↓↓↓

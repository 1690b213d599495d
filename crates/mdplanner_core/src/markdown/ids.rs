//! Identifier scanning over raw document text.

use crate::model::EntityKind;
use once_cell::sync::Lazy;
use regex::Regex;

static TASK_ID_RE: Lazy<Regex> = Lazy::new(|| {
    Regex::new(r"(?m)^\s*- \[[ xX]\] \((\d+)\)").expect("task id pattern compiles")
});

static ID_COMMENT_RE: Lazy<Regex> = Lazy::new(|| {
    Regex::new(r"<!--\s*id:\s*([A-Za-z][A-Za-z0-9_]*?)_(\d+)\b")
        .expect("id comment pattern compiles")
});

/// Highest numeric id of `kind` written anywhere in `content`.
///
/// Sticky notes also count the legacy `sticky_note_N` spelling.
pub fn max_id(content: &str, kind: EntityKind) -> u64 {
    match kind.id_prefix() {
        None => TASK_ID_RE
            .captures_iter(content)
            .filter_map(|caps| caps[1].parse::<u64>().ok())
            .max()
            .unwrap_or(0),
        Some(prefix) => ID_COMMENT_RE
            .captures_iter(content)
            .filter(|caps| {
                let found = &caps[1];
                found == prefix || (kind == EntityKind::StickyNote && found == "sticky_note")
            })
            .filter_map(|caps| caps[2].parse::<u64>().ok())
            .max()
            .unwrap_or(0),
    }
}

/// Extracts the id from a `<!-- id: X -->` comment body (`id: X`).
pub fn comment_id(inner: &str) -> Option<&str> {
    let rest = inner.strip_prefix("id:")?;
    let id = rest.split('|').next()?.trim();
    if id.is_empty() {
        None
    } else {
        Some(id)
    }
}
//! Core of MD Planner: a markdown project document as the source of truth,
//! with a rebuildable SQLite query store and full-text search beside it.
//!
//! Layers, bottom-up:
//! - [`markdown`]: lossless section grammar and per-entity codecs.
//! - [`document`]: write safety, id allocation and the typed facade.
//! - [`db`]: store bootstrap, migrations and the entity schema registry.
//! - [`cache`]: record/row mapping, read-through view and full sync.
//! - [`search`]: ranked FTS5 search.

pub mod cache;
pub mod config;
pub mod db;
pub mod document;
pub mod logging;
pub mod markdown;
pub mod model;
pub mod search;

pub use cache::caching::{CacheState, CachedSection};
pub use cache::counters::SqliteIdCounters;
pub use cache::mapping::CachedEntity;
pub use cache::sync::{CacheSync, SyncResult};
pub use cache::{CacheError, CacheResult};
pub use config::{CoreConfig, StoreConfig, WriteSafetyConfig};
pub use db::{open_db, open_db_in_memory, DbError, DbResult};
pub use document::facade::ProjectDocument;
pub use document::ids::IdCounterStore;
pub use document::write_safety::DocumentFile;
pub use document::{Clock, DocResult, DocumentError, SystemClock};
pub use logging::{default_log_level, init_logging, init_logging_with_config, logging_status};
pub use markdown::SectionCodec;
pub use model::billing::{
    Invoice, InvoicePatch, LineItem, Quote, QuotePatch, Rate, RatePatch, TimeEntry,
    TimeEntryPatch,
};
pub use model::canvas::{
    Allocation, Brief, BriefPatch, BusinessModel, BusinessModelPatch, CapacityPlan,
    CapacityPlanPatch, LeanCanvas, LeanCanvasPatch, ListBlock, ProjectValue, ProjectValuePatch,
    RiskAnalysis, RiskAnalysisPatch, StrategicBuilder, StrategicBuilderPatch, StrategicLevel,
    Swot, SwotPatch, TeamMember,
};
pub use model::crm::{Contact, ContactPatch, Deal, DealPatch, Interaction, InteractionPatch};
pub use model::note::{
    CustomSection, Note, NoteMode, NoteParagraph, NotePatch, NoteTab, ParagraphKind,
    SectionLayout, TimelineItem,
};
pub use model::records::{
    C4Component, C4ComponentPatch, C4Connection, Company, CompanyPatch, Customer, CustomerPatch,
    Goal, GoalPatch, Idea, IdeaPatch, Milestone, MilestonePatch, Mindmap, MindmapNode,
    MindmapPatch, Position, Retrospective, RetrospectivePatch, Size, StickyNote, StickyNotePatch,
};
pub use model::task::{Task, TaskAttributes, TaskPatch};
pub use model::{Entity, EntityKind};
pub use search::fts::{SearchEngine, SearchHit, SearchOptions, SearchStats};

/// Returns the core crate version.
pub fn core_version() -> &'static str {
    env!("CARGO_PKG_VERSION")
}
use mdplanner_core::{
    Clock, CustomSection, EntityKind, Goal, GoalPatch, IdCounterStore, Note, NoteMode,
    NoteParagraph, NotePatch, NoteTab, ProjectDocument, SectionLayout, Task, TaskAttributes,
    TaskPatch, WriteSafetyConfig,
};
use std::collections::HashMap;
use std::fs;
use std::path::Path;
use std::sync::{Arc, Mutex};
use std::thread;

struct FixedClock(&'static str);

impl Clock for FixedClock {
    fn now_rfc3339(&self) -> String {
        self.0.to_string()
    }
}

#[derive(Clone, Default)]
struct SharedCounters(Arc<Mutex<HashMap<EntityKind, u64>>>);

impl IdCounterStore for SharedCounters {
    fn load(&mut self, kind: EntityKind) -> Option<u64> {
        self.0.lock().unwrap().get(&kind).copied()
    }

    fn store(&mut self, kind: EntityKind, value: u64) {
        self.0.lock().unwrap().insert(kind, value);
    }
}

fn open(dir: &Path) -> ProjectDocument {
    ProjectDocument::with_config(dir.join("project.md"), WriteSafetyConfig::without_backups())
}

#[test]
fn ship_v1_task_parses_attributes() {
    let dir = tempfile::tempdir().unwrap();
    let path = dir.path().join("project.md");
    fs::write(
        &path,
        "<!-- Board -->\n# Board\n\n## Todo\n\n- [ ] (7) Ship v1 {priority: 1; tag: [launch, infra]}\n",
    )
    .unwrap();
    let doc = ProjectDocument::with_config(&path, WriteSafetyConfig::without_backups());

    let task = doc.read::<Task>("7").unwrap();
    assert_eq!(task.title, "Ship v1");
    assert!(!task.completed);
    assert_eq!(task.section, "Todo");
    assert_eq!(task.attributes.priority, Some(1));
    assert_eq!(task.attributes.tag, vec!["launch", "infra"]);
}

#[test]
fn add_update_delete_task() {
    let dir = tempfile::tempdir().unwrap();
    let doc = open(dir.path());

    let task = Task::new("Write docs", "Todo").with_attributes(TaskAttributes {
        assignee: Some("sam".to_string()),
        ..TaskAttributes::default()
    });
    let created = doc.add_task(task).unwrap();
    assert_eq!(created.id, "1");
    let child = doc
        .add_task(Task::new("Outline", "Done").with_parent("1"))
        .unwrap();
    assert_eq!(child.section, "Todo");
    assert_eq!(child.parent_id.as_deref(), Some("1"));

    let updated = doc
        .update_task(
            "1",
            TaskPatch {
                completed: Some(true),
                section: Some("Done".to_string()),
                ..TaskPatch::default()
            },
        )
        .unwrap()
        .unwrap();
    assert!(updated.completed);
    assert_eq!(updated.children[0].section, "Done");

    let tasks = doc.read_tasks();
    assert_eq!(tasks[0].section, "Done");
    assert_eq!(tasks[0].attributes.assignee.as_deref(), Some("sam"));

    assert!(doc.delete_task("1").unwrap());
    assert!(doc.read_tasks().is_empty());
    assert!(!doc.delete_task("1").unwrap());
}

#[test]
fn missing_records_are_none_not_errors() {
    let dir = tempfile::tempdir().unwrap();
    let doc = open(dir.path());

    assert!(doc.read::<Goal>("goal_9").is_none());
    assert!(doc
        .update::<Goal>("goal_9", GoalPatch::default())
        .unwrap()
        .is_none());
    assert!(!doc.delete::<Goal>("goal_9").unwrap());
    assert!(doc.read_content().unwrap().is_none());
}

#[test]
fn ids_are_not_reused_after_delete() {
    let dir = tempfile::tempdir().unwrap();
    let doc = open(dir.path());

    let first = doc.add(Goal::new("One")).unwrap();
    let second = doc.add(Goal::new("Two")).unwrap();
    assert_eq!(first.id, "goal_1");
    assert_eq!(second.id, "goal_2");

    assert!(doc.delete::<Goal>("goal_2").unwrap());
    assert_eq!(doc.generate_id(EntityKind::Goal).unwrap(), "goal_3");
    let third = doc.add(Goal::new("Three")).unwrap();
    assert_eq!(third.id, "goal_3");
}

#[test]
fn persisted_counters_outlive_deleted_records() {
    let dir = tempfile::tempdir().unwrap();
    let counters = SharedCounters::default();

    let doc = ProjectDocument::with_config(
        dir.path().join("first.md"),
        WriteSafetyConfig::without_backups(),
    )
    .with_counter_store(Box::new(counters.clone()));
    doc.add(Goal::new("One")).unwrap();
    doc.add(Goal::new("Two")).unwrap();
    doc.delete::<Goal>("goal_2").unwrap();
    drop(doc);

    let path = dir.path().join("second.md");
    fs::write(&path, "<!-- Goals -->\n# Goals\n\n## One\n\n<!-- id: goal_1 -->\n").unwrap();
    let reopened = ProjectDocument::with_config(&path, WriteSafetyConfig::without_backups())
        .with_counter_store(Box::new(counters));
    assert_eq!(reopened.generate_id(EntityKind::Goal).unwrap(), "goal_3");
    assert_eq!(reopened.add(Goal::new("Three")).unwrap().id, "goal_3");
}

#[test]
fn note_revision_and_timestamps() {
    let dir = tempfile::tempdir().unwrap();
    let doc = open(dir.path()).with_clock(Arc::new(FixedClock("2026-05-01T12:00:00Z")));

    let note = doc.add_note("Standup", "Yesterday: docs").unwrap();
    assert_eq!(note.id, "note_1");
    assert_eq!(note.revision, 1);
    assert_eq!(note.created_at, "2026-05-01T12:00:00Z");

    let updated = doc
        .update_note(
            "note_1",
            NotePatch {
                content: Some("Yesterday: docs\nToday: tests".to_string()),
                ..NotePatch::default()
            },
        )
        .unwrap()
        .unwrap();
    assert_eq!(updated.revision, 2);
    assert_eq!(updated.title, "Standup");

    let stored: Note = doc.read("note_1").unwrap();
    assert_eq!(stored.revision, 2);
    assert_eq!(stored.content, "Yesterday: docs\nToday: tests");
    assert!(doc.delete_note("note_1").unwrap());
}

#[test]
fn goal_patch_changes_only_named_fields() {
    let dir = tempfile::tempdir().unwrap();
    let doc = open(dir.path());
    let mut goal = Goal::new("Grow");
    goal.kpi = Some("ARR".to_string());
    let created = doc.add(goal).unwrap();

    let updated = doc
        .update::<Goal>(
            &created.id,
            GoalPatch {
                status: Some("active".to_string()),
                ..GoalPatch::default()
            },
        )
        .unwrap()
        .unwrap();
    assert_eq!(updated.status, "active");
    assert_eq!(updated.kpi.as_deref(), Some("ARR"));
    assert_eq!(doc.read::<Goal>(&created.id), Some(updated));
}

#[test]
fn concurrent_adds_do_not_lose_updates() {
    let dir = tempfile::tempdir().unwrap();
    let path = dir.path().join("project.md");

    let handles: Vec<_> = (0..8)
        .map(|worker| {
            let path = path.clone();
            thread::spawn(move || {
                let doc = ProjectDocument::with_config(&path, WriteSafetyConfig::without_backups());
                for n in 0..5 {
                    doc.add_note(&format!("note {worker}-{n}"), "body").unwrap();
                }
            })
        })
        .collect();
    for handle in handles {
        handle.join().unwrap();
    }

    let doc = open(dir.path());
    let notes = doc.read_notes();
    assert_eq!(notes.len(), 40);
    let mut ids: Vec<&str> = notes.iter().map(|note| note.id.as_str()).collect();
    ids.sort();
    ids.dedup();
    assert_eq!(ids.len(), 40);
}

#[test]
fn read_sections_defaults_for_new_board() {
    let dir = tempfile::tempdir().unwrap();
    let doc = open(dir.path());

    assert_eq!(doc.read_sections(), vec!["Ideas", "Todo", "In Progress", "Done"]);
    doc.add_task(Task::new("Triage", "Backlog")).unwrap();
    assert_eq!(
        doc.read_sections(),
        vec!["Ideas", "Todo", "In Progress", "Done", "Backlog"]
    );
}

#[test]
fn nested_children_get_fresh_ids_on_add() {
    let dir = tempfile::tempdir().unwrap();
    let doc = open(dir.path());

    let mut release = Task::new("Release", "Todo");
    let mut changelog = Task::new("Changelog", "Todo");
    changelog.children.push(Task::new("Collect PRs", "Todo"));
    release.children.push(changelog);
    let added = doc.add_task(release).unwrap();

    assert_eq!(added.id, "1");
    assert_eq!(added.children[0].id, "2");
    assert_eq!(added.children[0].parent_id.as_deref(), Some("1"));
    assert_eq!(added.children[0].children[0].id, "3");

    let content = fs::read_to_string(doc.path()).unwrap();
    assert!(!content.contains("()"));
    assert!(content.contains("  - [ ] (2) Changelog\n"));
    let tasks = doc.read_tasks();
    assert_eq!(tasks[0].children[0].title, "Changelog");
    assert_eq!(tasks[0].children[0].children[0].title, "Collect PRs");
    assert_eq!(doc.add_task(Task::new("Next", "Todo")).unwrap().id, "4");
}

#[test]
fn subtask_section_patch_returns_what_the_document_holds() {
    let dir = tempfile::tempdir().unwrap();
    let doc = open(dir.path());
    doc.add_task(Task::new("Parent", "Todo")).unwrap();
    let child = doc
        .add_task(Task::new("Child", "Todo").with_parent("1"))
        .unwrap();

    let returned = doc
        .update_task(
            &child.id,
            TaskPatch {
                section: Some("Done".to_string()),
                title: Some("Child renamed".to_string()),
                ..TaskPatch::default()
            },
        )
        .unwrap()
        .unwrap();
    let reread = doc.read::<Task>(&child.id).unwrap();

    assert_eq!(returned, reread);
    assert_eq!(reread.section, "Todo");
    assert_eq!(reread.title, "Child renamed");
    assert_eq!(reread.parent_id.as_deref(), Some("1"));
}

#[test]
fn note_structure_patch_rewrites_the_body() {
    let dir = tempfile::tempdir().unwrap();
    let doc = open(dir.path());
    doc.add_note("Options", "Plain start").unwrap();

    let tabs = CustomSection {
        id: "section_1".to_string(),
        title: "Plans".to_string(),
        order: 0,
        layout: SectionLayout::Tabs(vec![NoteTab {
            id: "tab_1".to_string(),
            title: "Plan A".to_string(),
            content: vec![NoteParagraph::text("Cheap and slow.")],
        }]),
    };
    let updated = doc
        .update_note(
            "note_1",
            NotePatch {
                custom_sections: Some(vec![tabs]),
                ..NotePatch::default()
            },
        )
        .unwrap()
        .unwrap();

    assert_eq!(updated.mode, NoteMode::Enhanced);
    assert_eq!(updated.paragraphs[0].content, "Plain start");
    let content = fs::read_to_string(doc.path()).unwrap();
    assert!(content.contains("| mode: enhanced -->"));
    assert!(content.contains("<!-- Custom Section: Plans -->"));
    assert!(content.contains("### Tab: Plan A"));
    let stored: Note = doc.read("note_1").unwrap();
    assert_eq!(stored, updated);
}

↑↑↑

What the exercise asks: For every line of the entries above that holds "WriteSafetyConfig", add one to a tally, and report only the final count.

Answer to the problem: 7